When you reach the line with "pub const PHY_TX_PWR_MASK: u8 = 0x0F;" in the data below, begin printing lines exactly, and stop once the line with "GHz bit rate" has been printed.

Records provided
╔══

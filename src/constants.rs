//! ATmega128RFA1 Transceiver Constants
//!
//! This module defines the register addresses, state and command encodings and
//! protocol timing used by the radio model, as laid out in the ATmega128RFA1
//! datasheet (transceiver registers are memory mapped from 0x141).

// ----------------------------------------------------------------------------
// Register addresses
// ----------------------------------------------------------------------------

/// Transceiver pin register (SLPTR, TRXRST)
pub const TRXPR: u16 = 0x139;

/// Transceiver status (CCA_DONE, CCA_STATUS, TRX_STATUS[4:0])
pub const TRX_STATUS: u16 = 0x141;

/// Transceiver state control (TRAC_STATUS[2:0], TRX_CMD[4:0])
pub const TRX_STATE: u16 = 0x142;

pub const TRX_CTRL_0: u16 = 0x143;
pub const TRX_CTRL_1: u16 = 0x144;

/// Transmit power control
pub const PHY_TX_PWR: u16 = 0x145;

/// Received signal strength (RX_CRC_VALID, RND_VALUE, RSSI[4:0])
pub const PHY_RSSI: u16 = 0x146;

/// Energy detection level; a write starts an ED measurement
pub const PHY_ED_LEVEL: u16 = 0x147;

/// Channel and CCA mode (CCA_REQUEST, CCA_MODE[1:0], CHANNEL[4:0])
pub const PHY_CC_CCA: u16 = 0x148;

/// CCA energy threshold
pub const CCA_THRES: u16 = 0x149;

pub const IRQ_MASK: u16 = 0x14E;
pub const IRQ_STATUS: u16 = 0x14F;

pub const SHORT_ADDR_0: u16 = 0x160;
pub const SHORT_ADDR_1: u16 = 0x161;
pub const PAN_ID_0: u16 = 0x162;
pub const PAN_ID_1: u16 = 0x163;

/// First byte of the 64-bit IEEE address (IEEE_ADDR_0..IEEE_ADDR_7)
pub const IEEE_ADDR_0: u16 = 0x164;

/// Extended operating mode retries (MAX_FRAME_RETRIES[3:0], MAX_CSMA_RETRIES[2:0], SLOTTED)
pub const XAH_CTRL_0: u16 = 0x16C;

/// CSMA seed high bits and auto-ACK control (AACK_DIS_ACK is bit 4)
pub const CSMA_SEED_1: u16 = 0x16E;

/// Length of the last received frame
pub const TST_RX_LENGTH: u16 = 0x17B;

/// Frame buffer start (TRXFBST); the buffer spans 128 bytes
pub const TRXFBST: u16 = 0x180;

/// Frame buffer size in bytes
pub const FRAME_BUFFER_LEN: u16 = 128;

/// Last address of the transceiver register window
pub const REGISTER_SPACE_END: u16 = TRXFBST + FRAME_BUFFER_LEN;

// ----------------------------------------------------------------------------
// Register bit fields
// ----------------------------------------------------------------------------

pub const TRXPR_TRXRST: u8 = 0x01;
pub const TRXPR_SLPTR: u8 = 0x02;

pub const TRX_STATUS_CCA_DONE: u8 = 0x80;
pub const TRX_STATUS_CCA_STATUS: u8 = 0x40;
pub const TRX_STATUS_STATE_MASK: u8 = 0x1F;
/// Bits of TRX_STATUS that are not the state code
pub const TRX_STATUS_FLAGS_MASK: u8 = 0xE0;

pub const TRX_STATE_CMD_MASK: u8 = 0x1F;

pub const PHY_RSSI_RX_CRC_VALID: u8 = 0x80;
pub const PHY_RSSI_MASK: u8 = 0x1F;

pub const PHY_CC_CCA_REQUEST: u8 = 0x80;
pub const PHY_CC_CCA_MODE_MASK: u8 = 0x60;
pub const PHY_CC_CCA_CHANNEL_MASK: u8 = 0x1F;

pub const PHY_TX_PWR_MASK: u8 = 0x0F;

pub const CCA_THRES_ED_MASK: u8 = 0x0F;

pub const CSMA_SEED_1_AACK_DIS_ACK: u8 = 0x10;

/// PHY_ED_LEVEL value while a reception invalidates the last measurement
pub const ED_LEVEL_INVALID: u8 = 0xFF;

// ----------------------------------------------------------------------------
// Air interface
// ----------------------------------------------------------------------------

/// O-QPSK 2.4 GHz bit rate
pub const DEFAULT_BIT_RATE: u32 = 250_000;

/// Default MCU crystal frequency
pub const DEFAULT_CLOCK_HZ: u32 = 16_000_000;

/// PLL lock lead time before the first preamble byte
pub const DEFAULT_LEAD_BITS: u32 = 48;

/// Number of zero octets in the synchronisation header
pub const PREAMBLE_LEN: u8 = 4;

/// Start-of-frame delimiter (0x7A for compatibility with Sky/CC2420 nodes)
pub const SFD: u8 = 0x7A;

/// Byte the receiver looks for before the SFD
pub const PREAMBLE_BYTE: u8 = 0x00;

/// PHY length field mask (bit 7 is reserved)
pub const PHY_LENGTH_MASK: u8 = 0x7F;

/// Length of an immediate acknowledgment frame (FCF + DSN + FCS)
pub const ACK_FRAME_LEN: u8 = 5;

/// Positions at or below this byte count are checked by the frame filter
pub const ADDRESS_FILTER_SPAN: usize = 13;

/// Lowest channel of the 2.4 GHz band
pub const FIRST_CHANNEL: u8 = 11;
pub const FIRST_CHANNEL_MHZ: f64 = 2405.0;
pub const CHANNEL_SPACING_MHZ: f64 = 5.0;

// ----------------------------------------------------------------------------
// Protocol timing (in byte-times unless noted)
// ----------------------------------------------------------------------------

/// CCA measurement: 8.75 symbol periods = 140 us = 4.375 byte-times.
/// Expressed as a fraction of a byte-time: `CCA_DELAY_NUM / CCA_DELAY_DEN`.
pub const CCA_DELAY_NUM: u64 = 875;
pub const CCA_DELAY_DEN: u64 = 200;

/// Oscillator wake-up: 24 symbol periods = 384 us = 12 byte-times
pub const WAKEUP_DELAY_BYTES: u64 = 12;

/// ACK wait: 54 symbol periods = 864 us = 27 byte-times
pub const ACK_TIMEOUT_BYTES: u64 = 27;

// ----------------------------------------------------------------------------
// Broadcast identities
// ----------------------------------------------------------------------------

pub const SHORT_BROADCAST_ADDR: [u8; 2] = [0xFF, 0xFF];
pub const LONG_BROADCAST_ADDR: [u8; 8] = [0xFF; 8];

╚══

Answer to this problem
pub const PHY_TX_PWR_MASK: u8 = 0x0F;

pub const CCA_THRES_ED_MASK: u8 = 0x0F;

pub const CSMA_SEED_1_AACK_DIS_ACK: u8 = 0x10;

/// PHY_ED_LEVEL value while a reception invalidates the last measurement
pub const ED_LEVEL_INVALID: u8 = 0xFF;

// ----------------------------------------------------------------------------
// Air interface
// ----------------------------------------------------------------------------

/// O-QPSK 2.4 GHz bit rate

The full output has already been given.